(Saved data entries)

use crate::criteria::{Operator, SearchableFields};
use serde::Serialize;

/// Contract a query backend exposes for criteria application. The handle is
/// mutated in place by exactly one logical caller at a time.
pub trait QueryBuilder {
    fn and_where(&mut self, field: &str, operator: Operator, value: &str);
    fn or_where(&mut self, field: &str, operator: Operator, value: &str);
    fn order_by(&mut self, field: &str, direction: &str);
    fn select(&mut self, fields: &[String]);
    fn eager_load(&mut self, relations: &[String]);
}

/// Contract a data owner exposes: which fields may be searched, and how
pub trait Searchable {
    fn fields_searchable(&self) -> SearchableFields;
}

/// How a predicate joins the group it belongs to
#[derive(Debug, Clone, Copy, PartialEq, Eq, Serialize)]
#[serde(rename_all = "lowercase")]
pub enum Conjunction {
    And,
    Or,
}

#[derive(Debug, Clone, PartialEq, Serialize)]
pub struct PlannedPredicate {
    pub conjunction: Conjunction,
    pub field: String,
    pub operator: Operator,
    pub value: String,
}

#[derive(Debug, Clone, PartialEq, Serialize)]
pub struct OrderSpec {
    pub field: String,
    pub direction: String,
}

/// In-memory query builder that records everything applied to it.
///
/// Two plans built from the same request parameters compare equal, which is
/// what tests assert against; the inspection CLI renders plans for humans.
#[derive(Debug, Clone, Default, PartialEq, Serialize)]
pub struct QueryPlan {
    pub predicates: Vec<PlannedPredicate>,
    #[serde(skip_serializing_if = "Option::is_none")]
    pub order_by: Option<OrderSpec>,
    #[serde(skip_serializing_if = "Option::is_none")]
    pub projection: Option<Vec<String>>,
    #[serde(skip_serializing_if = "Vec::is_empty")]
    pub eager_load: Vec<String>,
}

impl QueryPlan {
    pub fn new() -> Self {
        Self::default()
    }
}

impl QueryBuilder for QueryPlan {
    fn and_where(&mut self, field: &str, operator: Operator, value: &str) {
        self.predicates.push(PlannedPredicate {
            conjunction: Conjunction::And,
            field: field.to_string(),
            operator,
            value: value.to_string(),
        });
    }

    fn or_where(&mut self, field: &str, operator: Operator, value: &str) {
        self.predicates.push(PlannedPredicate {
            conjunction: Conjunction::Or,
            field: field.to_string(),
            operator,
            value: value.to_string(),
        });
    }

    fn order_by(&mut self, field: &str, direction: &str) {
        self.order_by = Some(OrderSpec {
            field: field.to_string(),
            direction: direction.to_string(),
        });
    }

    fn select(&mut self, fields: &[String]) {
        self.projection = Some(fields.to_vec());
    }

    fn eager_load(&mut self, relations: &[String]) {
        self.eager_load.extend_from_slice(relations);
    }
}
//! # Routes
//!
//! Axum router configuration for the checkout API.

use crate::handlers;
use crate::state::AppState;
use axum::{
    routing::{get, post},
    Router,
};
use tower_http::trace::TraceLayer;

/// Create the main application router
///
/// Routes:
/// - Payments:
///   - GET /            - Start a payment with the configured flow
///   - GET /pay/precreate - Desktop QR code flow
///   - GET /pay/wap     - Mobile browser flow
///
/// - Gateway callbacks:
///   - POST /notify     - Async notification (replies `success`)
///   - GET  /callback   - Browser return page
///
/// - GET /health - Health check
pub fn create_router(state: AppState) -> Router {
    let pay_routes = Router::new()
        .route("/precreate", get(handlers::precreate))
        .route("/wap", get(handlers::wap_pay));

    Router::new()
        .route("/", get(handlers::pay_default))
        .route("/health", get(handlers::health))
        // Payments
        .nest("/pay", pay_routes)
        // Gateway callbacks
        .route("/notify", post(handlers::notify))
        .route("/callback", get(handlers::return_callback))
        // Middleware
        .layer(TraceLayer::new_for_http())
        // State
        .with_state(state)
}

● PROBLEM STATEMENT: Your response should be each line that includes the word "health", copied from the records.

● ANSWER SECTION:
/// - GET /health - Health check
        .route("/health", get(handlers::health))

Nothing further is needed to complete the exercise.